[Extracted records]
++++
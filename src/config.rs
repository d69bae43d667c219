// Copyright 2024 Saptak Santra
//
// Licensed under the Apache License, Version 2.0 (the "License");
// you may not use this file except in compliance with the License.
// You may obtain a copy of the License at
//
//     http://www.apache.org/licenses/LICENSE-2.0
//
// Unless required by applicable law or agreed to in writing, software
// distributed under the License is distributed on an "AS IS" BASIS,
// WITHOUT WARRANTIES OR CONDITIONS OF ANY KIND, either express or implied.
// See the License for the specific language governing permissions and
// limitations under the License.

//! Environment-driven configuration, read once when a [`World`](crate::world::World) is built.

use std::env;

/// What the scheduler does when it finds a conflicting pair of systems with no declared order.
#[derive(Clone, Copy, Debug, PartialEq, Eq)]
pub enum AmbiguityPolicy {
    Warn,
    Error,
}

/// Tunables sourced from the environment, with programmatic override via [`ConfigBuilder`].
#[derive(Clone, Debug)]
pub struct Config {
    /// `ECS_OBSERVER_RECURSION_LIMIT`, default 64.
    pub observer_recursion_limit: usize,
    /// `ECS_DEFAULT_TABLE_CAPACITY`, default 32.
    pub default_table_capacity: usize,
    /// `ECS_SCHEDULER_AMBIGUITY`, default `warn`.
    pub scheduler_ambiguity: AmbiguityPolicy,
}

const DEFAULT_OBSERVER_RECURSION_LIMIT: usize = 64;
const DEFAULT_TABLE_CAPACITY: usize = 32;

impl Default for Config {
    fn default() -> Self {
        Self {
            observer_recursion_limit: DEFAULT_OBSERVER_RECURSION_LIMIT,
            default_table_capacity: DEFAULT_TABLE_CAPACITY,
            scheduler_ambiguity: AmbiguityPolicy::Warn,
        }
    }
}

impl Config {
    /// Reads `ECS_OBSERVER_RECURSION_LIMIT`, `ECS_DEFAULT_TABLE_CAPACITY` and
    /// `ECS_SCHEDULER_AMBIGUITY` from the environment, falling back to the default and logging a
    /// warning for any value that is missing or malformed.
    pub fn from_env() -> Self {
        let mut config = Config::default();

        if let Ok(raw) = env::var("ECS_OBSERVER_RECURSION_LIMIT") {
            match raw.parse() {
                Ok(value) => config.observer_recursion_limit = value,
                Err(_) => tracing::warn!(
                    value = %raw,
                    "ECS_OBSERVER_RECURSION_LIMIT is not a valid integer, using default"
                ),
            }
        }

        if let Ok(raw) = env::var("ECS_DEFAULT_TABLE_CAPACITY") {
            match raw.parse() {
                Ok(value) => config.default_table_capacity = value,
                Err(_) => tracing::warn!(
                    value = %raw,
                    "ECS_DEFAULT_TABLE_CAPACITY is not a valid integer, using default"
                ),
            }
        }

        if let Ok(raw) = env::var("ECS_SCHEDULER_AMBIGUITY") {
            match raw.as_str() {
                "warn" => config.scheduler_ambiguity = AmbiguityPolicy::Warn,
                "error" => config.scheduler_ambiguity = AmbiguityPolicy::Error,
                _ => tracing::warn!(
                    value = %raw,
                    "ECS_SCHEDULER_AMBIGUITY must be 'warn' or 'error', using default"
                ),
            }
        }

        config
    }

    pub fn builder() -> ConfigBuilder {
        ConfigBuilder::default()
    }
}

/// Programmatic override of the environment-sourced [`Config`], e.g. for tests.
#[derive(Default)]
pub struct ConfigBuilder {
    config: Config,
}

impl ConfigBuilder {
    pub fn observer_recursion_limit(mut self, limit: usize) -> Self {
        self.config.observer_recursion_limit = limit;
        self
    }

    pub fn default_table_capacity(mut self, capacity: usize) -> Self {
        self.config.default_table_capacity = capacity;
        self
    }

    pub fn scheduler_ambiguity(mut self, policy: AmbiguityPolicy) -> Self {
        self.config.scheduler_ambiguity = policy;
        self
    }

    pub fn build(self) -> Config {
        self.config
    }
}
++++
» **ABOUT THIS EXERCISE**: Lines in the records above that carry the word "const" are to be located and copied.

» **TASK SOLUTION**:
const DEFAULT_OBSERVER_RECURSION_LIMIT: usize = 64;
const DEFAULT_TABLE_CAPACITY: usize = 32;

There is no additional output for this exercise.